Saturday, August 16, 2008

Quel statut pour un enfant issu de la pratique I.A.D. ?


L’Insémination Artificielle avec Donneur de sperme, en abrégé, I.A.D., ne va pas sans susciter des questions relatives à la définition du couple, de la famille, de la paternité, de la filiation, qui concernent les fondements traditionnels de la société. Par le fait que le sperme doit demeurer anonyme, l’I.A.D. modifie des identités individuelles et des modalités de liaison intra- et inter-générationnelles. Ces enfants qui naissent sans connaissance d’un père précis nous ramène à l’époque des sociétés primitives, lorsque les hommes et les femmes vivaient séparément et que les enfants ne reconnaissaient que leurs mères.
En modifiant les règles élémentaires qui régissent la société humaine, l’I.A.D. s’attire le courroux des africains qui voient en l’enfant non seulement un trésor familial mais aussi et surtout l’avenir du clan, de la tribu, bref, de la société en général. Le fait de procréer un enfant en déhors du couple fait perdre la crédibilité de l’I.A.D. en Afrique, car elle s’écarte de la logique formelle de l’existence de l’humanité. Or, qui dit couple ou famille, évoque le mariage ; en Afrique, le mariage est conditionné par la remise obligatoire de la dot. Contrairement à l’I.A.D. qui produit des enfants sans statut, la dot, par contre, régularise les enfants en leur confèrant le droit à la filiation, comme nous allons le démontrer ci-dessous.
1. La Dot pour confirmer la paternité
Dans la conception africaine, la femme est toujours vue sous l’angle du potentiel de reproduction, car on se marie pour avoir des enfants. Mais alors, le seul fait biologique ne suffit pas pour que l’homme recouvre ses droits de paternité sur les enfants nés. La Dot donne la légitimité à l’homme sur les enfants nés de sa femme[1].
C’est ainsi qu’en cas de divorce, la famille de la femme ne restitue pas la dot et l’homme garde les enfants, de droit. L’enfant qui naît d’une femme non dotée, revient de droit à son grand-père maternel.
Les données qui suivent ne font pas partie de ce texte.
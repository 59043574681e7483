use std::sync::Arc;

use async_trait::async_trait;

use warranty_analyzer::application::ports::{
    ExtractedPages, ImageNormalizer, NormalizedImage, PdfRasterizeError, PdfRasterizer,
    PdfTextError, PdfTextExtractor, UserContent,
};
use warranty_analyzer::application::services::{AcquisitionError, AcquisitionService};
use warranty_analyzer::domain::MediaType;
use warranty_analyzer::infrastructure::llm::MockModelClient;

struct StubPdfText {
    pages: Vec<&'static str>,
}

#[async_trait]
impl PdfTextExtractor for StubPdfText {
    async fn extract_pages(&self, _data: &[u8]) -> Result<ExtractedPages, PdfTextError> {
        Ok(ExtractedPages {
            pages: self.pages.iter().map(|p| p.to_string()).collect(),
        })
    }
}

struct FailingPdfText;

#[async_trait]
impl PdfTextExtractor for FailingPdfText {
    async fn extract_pages(&self, _data: &[u8]) -> Result<ExtractedPages, PdfTextError> {
        Err(PdfTextError::ExtractionFailed("corrupt file".to_string()))
    }
}

/// Pretends the document has `document_pages` pages and honors the cap the
/// way a real renderer would: only the leading pages come back.
struct StubRasterizer {
    document_pages: usize,
}

#[async_trait]
impl PdfRasterizer for StubRasterizer {
    async fn rasterize(
        &self,
        _data: &[u8],
        max_pages: usize,
    ) -> Result<Vec<Vec<u8>>, PdfRasterizeError> {
        Ok((0..self.document_pages.min(max_pages))
            .map(|i| vec![i as u8; 8])
            .collect())
    }
}

struct PassthroughNormalizer;

impl ImageNormalizer for PassthroughNormalizer {
    fn normalize(&self, data: &[u8], declared: MediaType) -> NormalizedImage {
        NormalizedImage::passthrough(data, declared)
    }
}

fn service_with(
    pdf_text: Arc<dyn PdfTextExtractor>,
    rasterizer: Option<Arc<dyn PdfRasterizer>>,
    model_client: Arc<MockModelClient>,
) -> AcquisitionService<MockModelClient> {
    AcquisitionService::new(
        pdf_text,
        rasterizer,
        Arc::new(PassthroughNormalizer),
        model_client,
    )
}

const LONG_PAGE: &str = "This limited warranty covers defects in materials and workmanship \
for a period of twenty-four months from the original date of purchase.";

#[tokio::test]
async fn given_pdf_with_native_text_when_extracting_then_no_model_call_is_made() {
    let model = Arc::new(MockModelClient::new(Vec::<String>::new()));
    let service = service_with(
        Arc::new(StubPdfText {
            pages: vec![LONG_PAGE, LONG_PAGE],
        }),
        None,
        Arc::clone(&model),
    );

    let acquired = service.extract(b"%PDF-", "application/pdf").await.unwrap();

    assert_eq!(model.call_count(), 0);
    assert_eq!(acquired.page_count, 2);
    assert_eq!(acquired.confidence, 0.95);
    assert!(acquired.text.starts_with("--- Page 1 ---"));
    assert!(acquired.text.contains("--- Page 2 ---"));
}

#[tokio::test]
async fn given_native_text_between_thresholds_when_extracting_then_confidence_is_lower() {
    // Over the 50-char scanned threshold (markers included) but at most 100.
    let page = "Ninety day warranty on all parts and labor included.";
    let model = Arc::new(MockModelClient::new(Vec::<String>::new()));
    let service = service_with(
        Arc::new(StubPdfText { pages: vec![page] }),
        None,
        Arc::clone(&model),
    );

    let acquired = service.extract(b"%PDF-", "application/pdf").await.unwrap();

    assert!(acquired.text.len() <= 100);
    assert_eq!(acquired.confidence, 0.7);
    assert_eq!(acquired.page_count, 1);
}

#[tokio::test]
async fn given_pdf_with_under_threshold_text_when_extracting_then_ocr_fallback_runs() {
    let model = Arc::new(MockModelClient::repeating(LONG_PAGE));
    let service = service_with(
        Arc::new(StubPdfText { pages: vec![""] }),
        Some(Arc::new(StubRasterizer { document_pages: 2 })),
        Arc::clone(&model),
    );

    let acquired = service.extract(b"%PDF-", "application/pdf").await.unwrap();

    assert_eq!(model.call_count(), 2);
    assert_eq!(acquired.page_count, 2);
    assert_eq!(acquired.confidence, 0.85);
    assert!(acquired.text.contains("--- Page 1 ---"));
    assert!(acquired.text.contains("--- Page 2 ---"));
}

#[tokio::test]
async fn given_fifteen_page_scanned_pdf_when_extracting_then_only_first_ten_are_ocrd() {
    let model = Arc::new(MockModelClient::repeating("page text from vision"));
    let service = service_with(
        Arc::new(StubPdfText { pages: vec![] }),
        Some(Arc::new(StubRasterizer { document_pages: 15 })),
        Arc::clone(&model),
    );

    let acquired = service.extract(b"%PDF-", "application/pdf").await.unwrap();

    assert_eq!(model.call_count(), 10);
    assert_eq!(acquired.page_count, 10);
    assert!(acquired.text.contains("--- Page 10 ---"));
    assert!(!acquired.text.contains("--- Page 11 ---"));
}

#[tokio::test]
async fn given_short_ocr_output_when_extracting_scanned_pdf_then_confidence_drops() {
    let model = Arc::new(MockModelClient::new(["WARRANTY"]));
    let service = service_with(
        Arc::new(StubPdfText { pages: vec![""] }),
        Some(Arc::new(StubRasterizer { document_pages: 1 })),
        Arc::clone(&model),
    );

    let acquired = service.extract(b"%PDF-", "application/pdf").await.unwrap();

    assert!(acquired.text.len() <= 100);
    assert_eq!(acquired.confidence, 0.6);
}

#[tokio::test]
async fn given_scanned_pdf_without_rasterizer_when_extracting_then_missing_capability() {
    let model = Arc::new(MockModelClient::new(Vec::<String>::new()));
    let service = service_with(
        Arc::new(StubPdfText { pages: vec![""] }),
        None,
        Arc::clone(&model),
    );

    let result = service.extract(b"%PDF-", "application/pdf").await;

    assert!(matches!(result, Err(AcquisitionError::MissingCapability(_))));
    assert_eq!(model.call_count(), 0);
}

#[tokio::test]
async fn given_unknown_media_type_when_extracting_then_hard_failure() {
    let model = Arc::new(MockModelClient::new(Vec::<String>::new()));
    let service = service_with(Arc::new(StubPdfText { pages: vec![] }), None, model);

    let result = service.extract(b"GIF89a", "image/gif").await;

    assert!(matches!(
        result,
        Err(AcquisitionError::UnsupportedMediaType(ref mime)) if mime == "image/gif"
    ));
}

#[tokio::test]
async fn given_corrupt_pdf_when_extracting_then_extraction_failure() {
    let model = Arc::new(MockModelClient::new(Vec::<String>::new()));
    let service = service_with(Arc::new(FailingPdfText), None, model);

    let result = service.extract(b"not a pdf", "application/pdf").await;

    assert!(matches!(result, Err(AcquisitionError::ExtractionFailed(_))));
}

#[tokio::test]
async fn given_legible_image_when_extracting_then_single_ocr_call_with_high_confidence() {
    let model = Arc::new(MockModelClient::new([LONG_PAGE]));
    let service = service_with(
        Arc::new(StubPdfText { pages: vec![] }),
        None,
        Arc::clone(&model),
    );

    let acquired = service.extract(b"\x89PNG", "image/png").await.unwrap();

    assert_eq!(model.call_count(), 1);
    assert_eq!(acquired.page_count, 1);
    assert_eq!(acquired.confidence, 0.88);
    assert_eq!(acquired.text, LONG_PAGE);

    let requests = model.requests();
    assert!(matches!(
        requests[0].content,
        UserContent::Image {
            media_type: MediaType::Png,
            ..
        }
    ));
}

#[tokio::test]
async fn given_barely_legible_image_when_extracting_then_low_confidence() {
    let model = Arc::new(MockModelClient::new(["90 days"]));
    let service = service_with(Arc::new(StubPdfText { pages: vec![] }), None, model);

    let acquired = service.extract(b"\xff\xd8\xff", "image/jpg").await.unwrap();

    assert_eq!(acquired.confidence, 0.65);
    assert_eq!(acquired.page_count, 1);
}

#[tokio::test]
async fn given_model_failure_during_image_ocr_when_extracting_then_model_call_error() {
    // No scripted replies: the mock reports an API failure on first use.
    let model = Arc::new(MockModelClient::new(Vec::<String>::new()));
    let service = service_with(Arc::new(StubPdfText { pages: vec![] }), None, model);

    let result = service.extract(b"\x89PNG", "image/png").await;

    assert!(matches!(result, Err(AcquisitionError::ModelCall(_))));
}

#[tokio::test]
async fn given_every_acquisition_path_when_extracting_then_confidence_stays_in_range() {
    let cases: Vec<(Arc<dyn PdfTextExtractor>, &str, Vec<&str>)> = vec![
        (
            Arc::new(StubPdfText {
                pages: vec![LONG_PAGE],
            }),
            "application/pdf",
            vec![],
        ),
        (
            Arc::new(StubPdfText { pages: vec![""] }),
            "application/pdf",
            vec![LONG_PAGE],
        ),
        (Arc::new(StubPdfText { pages: vec![] }), "image/png", vec![LONG_PAGE]),
    ];

    for (pdf_text, mime, replies) in cases {
        let model = Arc::new(MockModelClient::new(replies));
        let service = service_with(
            pdf_text,
            Some(Arc::new(StubRasterizer { document_pages: 1 })),
            model,
        );

        let acquired = service.extract(b"data", mime).await.unwrap();
        assert!((0.0..=1.0).contains(&acquired.confidence));
        assert!(acquired.page_count >= 1);
    }
}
Ainsi donc, la dot est signe de légitimité des enfants issus de l’union matrimoniale.[2]
2. La Dot dans la transmission du nom
Dans le système patriarcat, le père a toujours eu le privilège de la transmission du nom. Le nom du père est présumé être un garant contre l'inceste : les filles portent le nom de celui qui n'a pas le droit de les toucher – leur père, leurs frères.
Ainsi dit, quoique cela puisse se produire dans une probabilité très reduite, l’enfant issu de la pratique de l’I.A.D. est fort exposé à l’inceste car ne sachant pas les personnes pour lesquelles la société lui interdit de toucher ; c’est un enfant ‘naturel’ au sens strict du mot car le coeur où palpite sa vie lui est donné par un ‘père-monstre’, bref, dans la philosophie africaine en général et congolaise en particulier, c’est un enfant hors-la loi.
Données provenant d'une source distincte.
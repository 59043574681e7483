use async_trait::async_trait;

/// Native PDF text extraction. Returns one entry per page, in page order;
/// pages without extractable text yield an empty string so that page numbers
/// stay meaningful to the caller.
#[async_trait]
pub trait PdfTextExtractor: Send + Sync {
    async fn extract_pages(&self, data: &[u8]) -> Result<ExtractedPages, PdfTextError>;
}

#[derive(Debug, Clone, PartialEq)]
pub struct ExtractedPages {
    pub pages: Vec<String>,
}

impl ExtractedPages {
    pub fn page_count(&self) -> usize {
        self.pages.len()
    }
}

#[derive(Debug, thiserror::Error)]
pub enum PdfTextError {
    #[error("extraction failed: {0}")]
    ExtractionFailed(String),
}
Toujours, suite à la Dot, les sexes ne sont pas égaux en matière de procréation. La tradition patrilinéaire est peut-être ringarde mais, quoi que l'on y fasse, les femmes portent les enfants et pas les hommes. Dans la même logique, en attendant le jour où l'on mettra au monde des enfants sans l'utérus de leur mère, il est important que l'enfant garde le nom de son père, justement à cause de cette inégalité fondamentale. Alors que tous les repères familiaux explosent, entre autres par la pratique de l’I.A.D., le nom reste l'un des éléments forts de paternité. Celle-ci étant de plus en plus fragile, il faut conserver ce repère-là parce que nous vivons dans des sociétés qui en ont énormément besoin.
2. La Dot et la problématique de filiation
Si la filiation est obligatoire telle qu’indiquée ci-haut, la paternité l’est aussi, et c’est la Dot qui la confirme. Les exemples qui suivent démontrent qu’il y ait eu des enfants qui grandissent dans les bras de ceux-là qui ne sont pas vraiment leurs parents consanguins.
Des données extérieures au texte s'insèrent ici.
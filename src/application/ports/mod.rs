mod contract_repository;
mod image_normalizer;
mod model_client;
mod pdf_rasterizer;
mod pdf_text;

pub use contract_repository::{ContractRepository, RepositoryError};
pub use image_normalizer::{ImageNormalizer, NormalizedImage};
pub use model_client::{
    ModelClient, ModelClientError, ModelReply, ModelRequest, ReplyBlock, UserContent,
};
pub use pdf_rasterizer::{PdfRasterizeError, PdfRasterizer};
pub use pdf_text::{ExtractedPages, PdfTextError, PdfTextExtractor};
Il est connu que la filiation maternelle résulte du seul fait de la naissance ; elle s’établit par l’acte de naissance. En d’autres termes, il est établi que la filiation d’un individu descend en priorité de sa mère. Mais pour déterminer avec certitude la vraie mère d’un enfant, aujourd’hui, aussitôt que l’enfant est né dans une maternité, on lui attache un symbole au bras indiquant le nom de sa mère. Si l’enfant sort de la salle d’accouchement sans que ces préalables soient faits, il y a risque que l’histoire du Roi Salomon[3] et les deux prétendantes mères se repète. En effet, il n’y avait pas, en leur temps, un moyen beaucoup plus sûr de déterminer la vraie mère de l’enfant vivant. Mais la manière dont ce Roi avait tranché un problème aussi épineux comme celui-là lui a valu le mérite d’être le Roi Sage de tous les temps. Quoique cette belle histoire date de près de 1.000 ans avant Jésus-Christ, la problèmatique persiste jusqu’à nos jours en Afrique traditionnelle. Aujourd’hui, trois mille ans après le jugement de Salomon, certaines cultures africaines continuent à soutenir que les mères ne transmettent rien à leurs enfants. Les Aruund de la République Démocratique du Congo croient, par exemple, en la théorie selon laquelle la conception de l’enfant serait déterminée par la seule intervention de l’homme, par l’éjaculation dans l’organe génital femelle. Dans cet ordre d’idées, la femme ne constituerait qu’un terrain de croissance du foetus.[4 ]C’est pourquoi, par ci par là en Afrique, on se limite plus à connaître le père d’un enfant que sa mère, car au nom de la Dot, la mère accouche d’un enfant qui ne lui appartient pas. Lorsque les Bashi disent : ‘mwene ndi oyo’ (il est fils de qui, celui-là) ; on répond par le nom de son père et jamais celui de sa mère.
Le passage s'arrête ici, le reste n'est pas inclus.